- _YOUR TASK_
Among the records below, find each line that includes the string "decoded" and copy it.

- _SOURCE MATERIAL_
--
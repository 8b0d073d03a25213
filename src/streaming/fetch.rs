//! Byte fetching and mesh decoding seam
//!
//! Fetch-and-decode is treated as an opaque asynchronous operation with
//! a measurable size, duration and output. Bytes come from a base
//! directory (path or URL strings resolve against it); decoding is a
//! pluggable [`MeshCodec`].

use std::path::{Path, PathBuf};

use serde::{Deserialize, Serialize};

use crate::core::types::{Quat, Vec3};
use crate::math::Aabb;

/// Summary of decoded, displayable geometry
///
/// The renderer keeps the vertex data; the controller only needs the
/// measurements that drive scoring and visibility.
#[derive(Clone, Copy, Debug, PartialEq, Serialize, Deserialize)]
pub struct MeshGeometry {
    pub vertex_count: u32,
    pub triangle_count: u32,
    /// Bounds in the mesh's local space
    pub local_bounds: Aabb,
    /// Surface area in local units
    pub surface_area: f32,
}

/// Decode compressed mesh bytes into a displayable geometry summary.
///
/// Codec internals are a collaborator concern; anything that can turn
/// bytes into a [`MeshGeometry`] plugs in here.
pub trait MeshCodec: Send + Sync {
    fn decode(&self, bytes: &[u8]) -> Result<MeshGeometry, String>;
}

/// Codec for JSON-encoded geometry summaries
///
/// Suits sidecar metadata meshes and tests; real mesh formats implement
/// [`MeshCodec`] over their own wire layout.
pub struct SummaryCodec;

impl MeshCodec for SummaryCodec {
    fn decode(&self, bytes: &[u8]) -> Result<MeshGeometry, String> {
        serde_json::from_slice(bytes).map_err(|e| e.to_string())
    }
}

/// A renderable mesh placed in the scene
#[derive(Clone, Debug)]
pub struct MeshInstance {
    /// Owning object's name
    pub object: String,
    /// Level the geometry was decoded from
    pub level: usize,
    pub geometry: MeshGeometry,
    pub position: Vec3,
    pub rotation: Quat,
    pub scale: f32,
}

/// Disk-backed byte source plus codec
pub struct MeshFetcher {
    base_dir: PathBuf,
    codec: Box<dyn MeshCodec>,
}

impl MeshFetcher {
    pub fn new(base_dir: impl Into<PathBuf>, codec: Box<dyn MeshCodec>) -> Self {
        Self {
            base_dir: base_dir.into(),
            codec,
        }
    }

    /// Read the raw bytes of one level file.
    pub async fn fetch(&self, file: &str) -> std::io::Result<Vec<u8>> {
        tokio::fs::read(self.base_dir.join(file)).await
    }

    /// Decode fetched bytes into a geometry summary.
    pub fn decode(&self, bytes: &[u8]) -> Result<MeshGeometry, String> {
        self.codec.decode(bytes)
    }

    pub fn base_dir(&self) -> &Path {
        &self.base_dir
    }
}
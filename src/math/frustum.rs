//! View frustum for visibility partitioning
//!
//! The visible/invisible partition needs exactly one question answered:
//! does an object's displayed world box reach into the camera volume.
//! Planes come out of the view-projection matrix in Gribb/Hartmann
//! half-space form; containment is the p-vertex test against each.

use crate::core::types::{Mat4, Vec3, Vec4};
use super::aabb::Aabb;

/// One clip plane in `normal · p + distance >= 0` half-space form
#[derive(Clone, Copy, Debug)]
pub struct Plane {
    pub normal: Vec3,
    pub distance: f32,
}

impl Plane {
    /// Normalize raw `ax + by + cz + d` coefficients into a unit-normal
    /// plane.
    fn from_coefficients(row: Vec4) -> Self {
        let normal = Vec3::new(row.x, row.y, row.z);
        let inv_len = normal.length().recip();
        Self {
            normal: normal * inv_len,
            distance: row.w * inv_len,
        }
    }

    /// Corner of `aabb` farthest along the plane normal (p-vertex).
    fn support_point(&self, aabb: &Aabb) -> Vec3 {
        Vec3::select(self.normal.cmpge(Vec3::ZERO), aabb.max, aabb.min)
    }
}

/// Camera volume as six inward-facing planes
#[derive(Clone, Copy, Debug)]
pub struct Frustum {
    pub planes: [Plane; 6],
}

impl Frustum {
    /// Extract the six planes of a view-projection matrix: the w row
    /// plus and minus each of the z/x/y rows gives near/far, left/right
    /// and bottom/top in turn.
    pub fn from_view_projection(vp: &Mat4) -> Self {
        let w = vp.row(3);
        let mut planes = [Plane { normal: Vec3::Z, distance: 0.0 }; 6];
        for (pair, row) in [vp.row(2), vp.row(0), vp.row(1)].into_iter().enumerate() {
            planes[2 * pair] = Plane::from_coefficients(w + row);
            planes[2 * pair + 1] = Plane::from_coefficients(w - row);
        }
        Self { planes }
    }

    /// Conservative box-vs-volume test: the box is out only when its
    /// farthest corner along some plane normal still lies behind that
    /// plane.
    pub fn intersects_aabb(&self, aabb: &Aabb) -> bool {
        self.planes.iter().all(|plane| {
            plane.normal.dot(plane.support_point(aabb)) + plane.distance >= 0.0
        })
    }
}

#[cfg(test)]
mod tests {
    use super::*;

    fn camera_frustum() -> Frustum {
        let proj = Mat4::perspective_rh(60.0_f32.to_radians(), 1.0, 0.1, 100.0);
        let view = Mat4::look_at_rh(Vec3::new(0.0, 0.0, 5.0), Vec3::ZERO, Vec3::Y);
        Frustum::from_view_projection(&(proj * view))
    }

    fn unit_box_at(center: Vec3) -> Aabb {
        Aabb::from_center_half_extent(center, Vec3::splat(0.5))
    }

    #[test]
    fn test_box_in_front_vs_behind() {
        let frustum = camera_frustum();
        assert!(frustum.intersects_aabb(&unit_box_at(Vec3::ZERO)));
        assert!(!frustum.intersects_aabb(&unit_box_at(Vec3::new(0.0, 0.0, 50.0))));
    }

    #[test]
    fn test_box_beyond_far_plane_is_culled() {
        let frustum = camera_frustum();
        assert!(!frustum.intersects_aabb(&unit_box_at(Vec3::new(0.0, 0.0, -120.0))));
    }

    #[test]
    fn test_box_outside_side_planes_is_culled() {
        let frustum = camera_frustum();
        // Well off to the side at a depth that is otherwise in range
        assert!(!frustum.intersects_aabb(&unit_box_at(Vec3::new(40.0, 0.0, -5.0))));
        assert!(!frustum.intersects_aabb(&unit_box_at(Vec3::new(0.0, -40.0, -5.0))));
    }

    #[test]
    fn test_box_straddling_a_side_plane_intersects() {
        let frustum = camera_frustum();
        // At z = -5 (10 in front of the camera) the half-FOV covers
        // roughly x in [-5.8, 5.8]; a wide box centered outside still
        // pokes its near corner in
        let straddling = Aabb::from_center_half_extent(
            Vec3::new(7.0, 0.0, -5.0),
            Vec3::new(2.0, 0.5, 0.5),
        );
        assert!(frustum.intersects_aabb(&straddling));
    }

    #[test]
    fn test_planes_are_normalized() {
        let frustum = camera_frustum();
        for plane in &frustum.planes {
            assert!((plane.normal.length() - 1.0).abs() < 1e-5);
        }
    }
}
--
- _ANSWER BOX_
/// Summary of decoded, displayable geometry
    /// Level the geometry was decoded from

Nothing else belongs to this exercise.